From the opening ringing notes of “Underground Initiations,” you are immediately hooked. This is your underground initiation, your golden ticket to Bob Pollard’s magical and twisted, melodious world of mayhem. In just two minutes and three seconds, you are transported… and you become an instant fan. Hold On Hope by Guided By Voices has that effect on you.
Immediate. Direct. Like a kick in the teeth, but from over-amped guitars, fake British accents, vocal harmonies, and solid rhythm.
There’s something about Guided By Voices that suggests before. You’ve heard something kind of like this before… but not this way, not this skewed, and not this good.
“Interest Position” picks up right where “Underground Initiations” leaves off: frantic paced and catchy as hell. For a compact disc e.p., Hold On Hope’s only crime is it’s shortness. With nine songs and only weighing in at under 19 total minutes in length, it kicks the door in, gets the job done, and then gets the hell out. There’s only one track, the last one, that is longer than 2:30.
It’s also the perfect place to start listening to Guided By Voices and the prolific Mr. Pollard, a grade school English teacher gone horribly and wonderfully awry.
The bouncy pop of “Fly Into Ashes” begs you to sing along, and you will… you will. You’ll be singing with Bob right through most of this e.p. “Tropical Robots” measures in as the shortest track on the record, at just 51 seconds. You will sing along to this. You cannot resist singing along to this track, and you too wish that the “Alabama policeman” in question would let them go on their way, and that he won’t spoil YOUR fun.
“A Crick Uphill” mixes the two styles we’ve had for the first part of the album – frantic guitar rock reminiscent of The Who, and effervescent pop related to The Beatles. It’s fun to sing with, fun to dig into, and rocks like a ’68 Camaro.
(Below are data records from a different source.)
use rusqlite::Connection;

use crate::{Error, Result};

/// Current schema version. The migration list below must always have
/// exactly this many entries.
pub const SCHEMA_VERSION: i32 = 1;

/// Forward-only migrations, applied in order from `PRAGMA user_version`.
/// A database reporting a version newer than this build knows is refused.
const MIGRATIONS: &[&str] = &[
    // v1: initial schema
    r#"
    CREATE TABLE sessions (
        id TEXT PRIMARY KEY,
        session_type TEXT NOT NULL,
        status TEXT NOT NULL DEFAULT 'running',
        title TEXT,
        port_id TEXT,
        parent_session_id TEXT,
        root_session_id TEXT NOT NULL,
        depth INTEGER NOT NULL DEFAULT 0,
        path TEXT NOT NULL DEFAULT '[]',
        runtime_id TEXT,
        project_root TEXT NOT NULL,
        cwd TEXT NOT NULL,
        tty TEXT,
        parent_pid INTEGER,
        fingerprint TEXT NOT NULL,
        started_at TEXT NOT NULL,
        ended_at TEXT,
        input_tokens INTEGER NOT NULL DEFAULT 0,
        output_tokens INTEGER NOT NULL DEFAULT 0,
        cache_read_tokens INTEGER NOT NULL DEFAULT 0,
        cache_create_tokens INTEGER NOT NULL DEFAULT 0,
        cost REAL NOT NULL DEFAULT 0,
        compact_count INTEGER NOT NULL DEFAULT 0,
        last_compact_at TEXT
    );

    CREATE INDEX idx_sessions_status ON sessions(status);
    CREATE INDEX idx_sessions_parent ON sessions(parent_session_id);
    CREATE INDEX idx_sessions_root ON sessions(root_session_id);
    CREATE INDEX idx_sessions_project ON sessions(project_root, status);
    CREATE INDEX idx_sessions_fingerprint ON sessions(fingerprint);
    CREATE INDEX idx_sessions_runtime ON sessions(runtime_id);

    CREATE TABLE session_events (
        id INTEGER PRIMARY KEY AUTOINCREMENT,
        session_id TEXT NOT NULL,
        event_type TEXT NOT NULL,
        event_data TEXT NOT NULL DEFAULT '{}',
        created_at TEXT NOT NULL
    );

    CREATE INDEX idx_events_session ON session_events(session_id, id);

    CREATE TABLE ports (
        id TEXT PRIMARY KEY,
        title TEXT,
        status TEXT NOT NULL DEFAULT 'pending',
        port_type TEXT NOT NULL DEFAULT 'atomic',
        session_id TEXT,
        agent_id TEXT,
        file_path TEXT,
        created_at TEXT NOT NULL,
        started_at TEXT,
        completed_at TEXT,
        input_tokens INTEGER NOT NULL DEFAULT 0,
        output_tokens INTEGER NOT NULL DEFAULT 0,
        cost REAL NOT NULL DEFAULT 0,
        duration_secs INTEGER,
        failure_summary TEXT
    );

    CREATE INDEX idx_ports_status ON ports(status);
    CREATE INDEX idx_ports_session ON ports(session_id);

    CREATE TABLE port_dependencies (
        port_id TEXT NOT NULL,
        depends_on TEXT NOT NULL,
        required_outputs TEXT NOT NULL DEFAULT '[]',
        satisfied INTEGER NOT NULL DEFAULT 0,
        satisfied_at TEXT,
        PRIMARY KEY (port_id, depends_on)
    );

    CREATE INDEX idx_deps_upstream ON port_dependencies(depends_on);

    CREATE TABLE handoffs (
        id INTEGER PRIMARY KEY AUTOINCREMENT,
        from_port TEXT NOT NULL,
        to_port TEXT NOT NULL,
        handoff_type TEXT NOT NULL,
        content TEXT NOT NULL,
        token_count INTEGER NOT NULL,
        max_token_budget INTEGER NOT NULL,
        created_at TEXT NOT NULL,
        CHECK (token_count <= max_token_budget)
    );

    CREATE INDEX idx_handoffs_target ON handoffs(to_port);
    CREATE INDEX idx_handoffs_source ON handoffs(from_port);

    CREATE TABLE session_attention (
        session_id TEXT PRIMARY KEY,
        port_id TEXT,
        context_hash TEXT,
        loaded_tokens INTEGER NOT NULL DEFAULT 0,
        available_tokens INTEGER NOT NULL,
        token_budget INTEGER NOT NULL,
        focus_score REAL NOT NULL DEFAULT 1,
        drift_score REAL NOT NULL DEFAULT 0,
        drift_count INTEGER NOT NULL DEFAULT 0,
        last_compaction_at TEXT,
        loaded_files TEXT NOT NULL DEFAULT '[]',
        loaded_conventions TEXT NOT NULL DEFAULT '[]',
        checkpoint_fired INTEGER NOT NULL DEFAULT 0,
        version INTEGER NOT NULL DEFAULT 0,
        updated_at TEXT NOT NULL
    );

    CREATE TABLE compact_events (
        id INTEGER PRIMARY KEY AUTOINCREMENT,
        session_id TEXT NOT NULL,
        trigger_reason TEXT NOT NULL,
        before_tokens INTEGER NOT NULL,
        after_tokens INTEGER NOT NULL,
        preserved_context TEXT,
        discarded_context TEXT,
        checkpoint_before INTEGER NOT NULL,
        recovery_hint TEXT,
        created_at TEXT NOT NULL,
        CHECK (after_tokens < before_tokens)
    );

    CREATE INDEX idx_compacts_session ON compact_events(session_id);

    CREATE TABLE checkpoints (
        id INTEGER PRIMARY KEY AUTOINCREMENT,
        session_id TEXT NOT NULL,
        trigger_type TEXT NOT NULL,
        summary TEXT NOT NULL,
        port_id TEXT,
        active_files TEXT NOT NULL DEFAULT '[]',
        key_points TEXT NOT NULL DEFAULT '[]',
        decisions TEXT NOT NULL DEFAULT '[]',
        next_steps TEXT NOT NULL DEFAULT '[]',
        token_snapshot INTEGER NOT NULL DEFAULT 0,
        last_event_id INTEGER NOT NULL DEFAULT 0,
        created_at TEXT NOT NULL
    );

    CREATE INDEX idx_checkpoints_session ON checkpoints(session_id, id);

    CREATE TABLE messages (
        id INTEGER PRIMARY KEY AUTOINCREMENT,
        conversation_id TEXT NOT NULL,
        from_session TEXT NOT NULL,
        to_session TEXT,
        message_type TEXT NOT NULL,
        subtype TEXT,
        payload TEXT NOT NULL DEFAULT '',
        attention_score REAL,
        context_snapshot TEXT,
        token_count INTEGER NOT NULL DEFAULT 0,
        cumulative_tokens INTEGER NOT NULL DEFAULT 0,
        status TEXT NOT NULL DEFAULT 'pending',
        port_id TEXT,
        priority INTEGER NOT NULL DEFAULT 5,
        created_at TEXT NOT NULL,
        processed_at TEXT,
        CHECK (priority BETWEEN 1 AND 9)
    );

    CREATE INDEX idx_messages_conversation ON messages(conversation_id, id);
    CREATE INDEX idx_messages_target ON messages(to_session, status);

    CREATE TABLE escalations (
        id INTEGER PRIMARY KEY AUTOINCREMENT,
        from_session TEXT,
        from_port TEXT,
        to_session TEXT,
        issue TEXT NOT NULL,
        escalation_type TEXT NOT NULL,
        severity TEXT NOT NULL,
        context TEXT,
        suggestion TEXT,
        resolution TEXT,
        status TEXT NOT NULL DEFAULT 'open',
        created_at TEXT NOT NULL,
        resolved_at TEXT
    );

    CREATE INDEX idx_escalations_status ON escalations(status);
    CREATE INDEX idx_escalations_port ON escalations(from_port, status);

    CREATE TABLE agents (
        id TEXT PRIMARY KEY,
        name TEXT NOT NULL,
        current_version INTEGER NOT NULL DEFAULT 1,
        created_at TEXT NOT NULL
    );

    CREATE TABLE agent_versions (
        agent_id TEXT NOT NULL,
        version INTEGER NOT NULL,
        spec_text TEXT NOT NULL,
        accepted INTEGER NOT NULL DEFAULT 0,
        retired INTEGER NOT NULL DEFAULT 0,
        ports_completed INTEGER NOT NULL DEFAULT 0,
        ports_failed INTEGER NOT NULL DEFAULT 0,
        total_cost REAL NOT NULL DEFAULT 0,
        created_at TEXT NOT NULL,
        PRIMARY KEY (agent_id, version)
    );

    CREATE TABLE orchestrations (
        id TEXT PRIMARY KEY,
        name TEXT NOT NULL,
        status TEXT NOT NULL DEFAULT 'pending',
        build_session_id TEXT,
        total_ports INTEGER NOT NULL DEFAULT 0,
        completed_ports INTEGER NOT NULL DEFAULT 0,
        progress REAL NOT NULL DEFAULT 0,
        created_at TEXT NOT NULL,
        started_at TEXT,
        completed_at TEXT
    );

    CREATE TABLE orchestration_ports (
        orchestration_id TEXT NOT NULL,
        port_id TEXT NOT NULL,
        PRIMARY KEY (orchestration_id, port_id)
    );

    CREATE TABLE locks (
        resource TEXT PRIMARY KEY,
        session_id TEXT NOT NULL,
        acquired_at TEXT NOT NULL
    );
    "#,
];

pub fn migrate(conn: &Connection) -> Result<()> {
    let current: i32 = conn.query_row("PRAGMA user_version", [], |row| row.get(0))?;

    if current > SCHEMA_VERSION {
        return Err(Error::Schema(format!(
            "database schema v{} is newer than this build knows (v{}); refusing to open",
            current, SCHEMA_VERSION
        )));
    }

    for (index, migration) in MIGRATIONS.iter().enumerate() {
        let target = index as i32 + 1;
        if target <= current {
            continue;
        }
        conn.execute_batch(migration).map_err(|e| {
            Error::Schema(format!("migration to v{} failed: {}", target, e))
        })?;
        conn.pragma_update(None, "user_version", target)?;
    }

    Ok(())
}

#[cfg(test)]
mod tests {
    use super::*;

    #[test]
    fn test_migrate_fresh_database() {
        let conn = Connection::open_in_memory().unwrap();
        migrate(&conn).unwrap();

        let version: i32 = conn
            .query_row("PRAGMA user_version", [], |row| row.get(0))
            .unwrap();
        assert_eq!(version, SCHEMA_VERSION);

        // idempotent
        migrate(&conn).unwrap();
    }

    #[test]
    fn test_refuses_newer_database() {
        let conn = Connection::open_in_memory().unwrap();
        conn.pragma_update(None, "user_version", SCHEMA_VERSION + 1)
            .unwrap();

        let err = migrate(&conn).unwrap_err();
        assert!(matches!(err, Error::Schema(_)));
        assert!(err.to_string().contains("newer"));
    }
}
The next song in the cycle, “Idiot Princess,” has that lo-fi indie charm that was GBV’s early calling card. It chugs along in its own little world. It also serves as a fine precursor to the e.p.’s best song, “Avalanche Aminos.”
“Avalanche Aminos” arrives with one of the best, catchiest little guitar riffs you’ve ever heard. And… it keeps it going, and builds a whole song around it. The whole song keeps up the frenetic charming chug, pushing and pulling at the seems while Bob sings perfect pop melodies over the top. Then the end of the song arrives and wraps everything up so nice and tight.
“Do The Collapse,” which would have been the title track on the album of the same name, if it had made the cut, is a tasty little instrumental. Nothing incredibly special, but it fits in so well with these songs – songs that, if we’re honest, we’re the castaways from the Do The Collapse album (all except the last track, for which the e.p. is named).
Let’s think about that for a minute. This is a collection of b-sides and cutting room floor outtakes that didn’t make an album, one album. One listen to this and you will ask, “wait, if these are the throwaways… the how fucking good is that album?” I’ll tell you… Do The Collapse is good, very good… but Hold On Hope is great. I might be tempted to call it perfect… and it certainly is the best introduction to Guided By Voices. You get songs that just sound like hit after hit after hit, if we lived in a parallel universe where record execs weren’t dicks, artists took real chances, and American Idol got shit-canned after the first three episodes. It’s a parallel universe I want to live in.
Finally – I know, it’s been like 15 minutes! – we arrive at the final track, “Hold On Hope.” If you like perfectly constructed, perfectly executed pop songs, then you have arrived at your own personal nirvana.
“Hold On Hope” begins with an understated acoustic guitar and piano, and an organ creeps in as Bob begins to sing. The first verse ends with a jangly guitar, a little dirtier version of George Harrison’s best licks, and then the band kicks. The song builds like this throughout the first half, adding more and more, until we get to the last verse/chorus, complete with strings. Yes, damnit, strings, in a Guided By Voices song.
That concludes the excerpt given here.